Photo by Sylwia Wozniak
Like her musical idols Judie Tzuke and Valerie Carter, UK artist Fauness is a consummate artist – a mesmerizing singer who tackles serious themes in a way that’s wonderfully soulful and engaging. Her new single “Mystery” is not about Agatha Christie. The song explores how mystery itself is ebbing away in the digital age – and it gives you plenty to ponder while shaking your tambourine.
Thanks to the skillful production work of Jam City (Jack Latham), Fauness’ songs have a hypnotic-yet-danceable groove reminiscent of ’80s groups like The Bangles, The Go-Go’s and Strawberry Switchblade. But by the time you reach the chorus of “Mystery,” Fauness transcends everything those bands accomplished.
Because Fauness draws from the deep well of mythology, her songs have a timeless allure. All the songs on her new album The Golden Ass – and also last year’s single “Dragonfly” – connect with something much more profound than the boyfriend/breakup songs that clutter the airwaves.
When you stream the new album, you’ll soon be fawning over Fauness. She’s graced us with one of the best records of the year.
How long did you live in New England in the U.S.?

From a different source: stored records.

//! Capability contracts satisfied by the list.
//!
//! `Collection` is the minimal set any container offers; `List` layers the
//! positional operations on top. Both are pure contracts with no logic of
//! their own, so generic code can take `&mut impl List<T>` without caring
//! about the backing storage.

use crate::error::DynListError;
use crate::list::DynList;

/// Minimal capability set shared by all collections.
pub trait Collection<T: PartialEq> {
    /// Removes every element.
    fn clear(&mut self);

    /// Whether any element equals `item`.
    fn contains(&self, item: &T) -> bool;

    fn is_empty(&self) -> bool;

    /// Number of elements.
    fn len(&self) -> usize;
}

/// Positional list capabilities, built on [`Collection`].
pub trait List<T: PartialEq>: Collection<T> {
    /// Inserts `item` at `index`, shifting later elements up.
    ///
    /// # Errors
    ///
    /// `DynListError::IndexOutOfBounds` if `index > len`.
    fn insert(&mut self, index: usize, item: T) -> Result<(), DynListError>;

    fn push_front(&mut self, item: T);

    fn push_back(&mut self, item: T);

    /// Inserts `item` after the first occurrence of `existing`; `false` if
    /// `existing` is absent.
    fn insert_after(&mut self, existing: &T, item: T) -> bool;

    /// Removes and returns the element at `index`.
    ///
    /// # Errors
    ///
    /// `DynListError::IndexOutOfBounds` if `index >= len`.
    fn remove(&mut self, index: usize) -> Result<T, DynListError>;

    /// Removes the first occurrence of `item`; `false` if absent.
    fn remove_item(&mut self, item: &T) -> bool;

    /// # Errors
    ///
    /// `DynListError::EmptyList` if the list is empty.
    fn pop_front(&mut self) -> Result<T, DynListError>;

    /// # Errors
    ///
    /// `DynListError::EmptyList` if the list is empty.
    fn pop_back(&mut self) -> Result<T, DynListError>;

    /// # Errors
    ///
    /// `DynListError::EmptyList` if the list is empty.
    fn front(&self) -> Result<&T, DynListError>;

    /// # Errors
    ///
    /// `DynListError::EmptyList` if the list is empty.
    fn back(&self) -> Result<&T, DynListError>;

    /// # Errors
    ///
    /// `DynListError::IndexOutOfBounds` if `index >= len`.
    fn get(&self, index: usize) -> Result<&T, DynListError>;

    /// Replaces the element at `index`, returning the previous one.
    ///
    /// # Errors
    ///
    /// `DynListError::IndexOutOfBounds` if `index >= len`.
    fn set(&mut self, index: usize, item: T) -> Result<T, DynListError>;

    /// Position of the first occurrence of `item`, if any.
    fn index_of(&self, item: &T) -> Option<usize>;
}

impl<T: PartialEq> Collection<T> for DynList<T> {
    fn clear(&mut self) {
        DynList::clear(self);
    }

    fn contains(&self, item: &T) -> bool {
        DynList::contains(self, item)
    }

    fn is_empty(&self) -> bool {
        DynList::is_empty(self)
    }

    fn len(&self) -> usize {
        DynList::len(self)
    }
}

impl<T: PartialEq> List<T> for DynList<T> {
    fn insert(&mut self, index: usize, item: T) -> Result<(), DynListError> {
        DynList::insert(self, index, item)
    }

    fn push_front(&mut self, item: T) {
        DynList::push_front(self, item);
    }

    fn push_back(&mut self, item: T) {
        DynList::push_back(self, item);
    }

    fn insert_after(&mut self, existing: &T, item: T) -> bool {
        DynList::insert_after(self, existing, item)
    }

    fn remove(&mut self, index: usize) -> Result<T, DynListError> {
        DynList::remove(self, index)
    }

    fn remove_item(&mut self, item: &T) -> bool {
        DynList::remove_item(self, item)
    }

    fn pop_front(&mut self) -> Result<T, DynListError> {
        DynList::pop_front(self)
    }

    fn pop_back(&mut self) -> Result<T, DynListError> {
        DynList::pop_back(self)
    }

    fn front(&self) -> Result<&T, DynListError> {
        DynList::front(self)
    }

    fn back(&self) -> Result<&T, DynListError> {
        DynList::back(self)
    }

    fn get(&self, index: usize) -> Result<&T, DynListError> {
        DynList::get(self, index)
    }

    fn set(&mut self, index: usize, item: T) -> Result<T, DynListError> {
        DynList::set(self, index, item)
    }

    fn index_of(&self, item: &T) -> Option<usize> {
        DynList::index_of(self, item)
    }
}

From the age of 2, when my family first moved to the US, I lived between Connecticut and London, constantly going back and forth between the two, often spending time in New York City and Northern California as well, where my parents worked and knew people. My going back and forth essentially lasted until the pandemic when I was forced to give up my US green card. To be honest, after a life of moving between worlds and never really being settled, losing my official connection to America felt like a huge relief. I wasn’t expecting it to but it did. Yet I continue to live a somewhat nomadic life, going from place to place depending on the time of year and what I’m working on. I’ve never really had a refined sense of where “home” is. That’s why I need to express myself artistically, otherwise I feel that I don’t know where I belong.
In addition to Valerie Carter and Strawberry Switchblade, were you influenced by ’80s bands like The Bangles, The Go-Go’s, etc.? Your song “Dragonfly” would have been a huge hit in that era.
I was listening to Strawberry Switchblade around the time of my first EP. Jam City, who works with me on the music, loves The Bangles and The Go-Go’s, and was the first to introduce me to that kind of thing, along with the Cocteau Twins and shoegaze-y stuff. I’d say that my enduring inspirations were made slightly earlier on; I love Judie Tzuke, for example, who made at least two completely perfect albums (Welcome to the Cruise, 1979 and I Am the Phoenix, 1981). Similar to Valerie Carter’s second solo album (Wild Child, 1978) these are pop records made with jazz session musicians, which, back then at least, seemed to be a winning formula. The complexity of the music is masked by very up-front emotion and melodies that come directly from the heart rather than the mind. That’s why I wanted to incorporate live drums and more live instrumentation in general onto my album – to give it that tactile depth that I began to hear after I listened to my favorite older records hundreds of times, trying to find their secrets.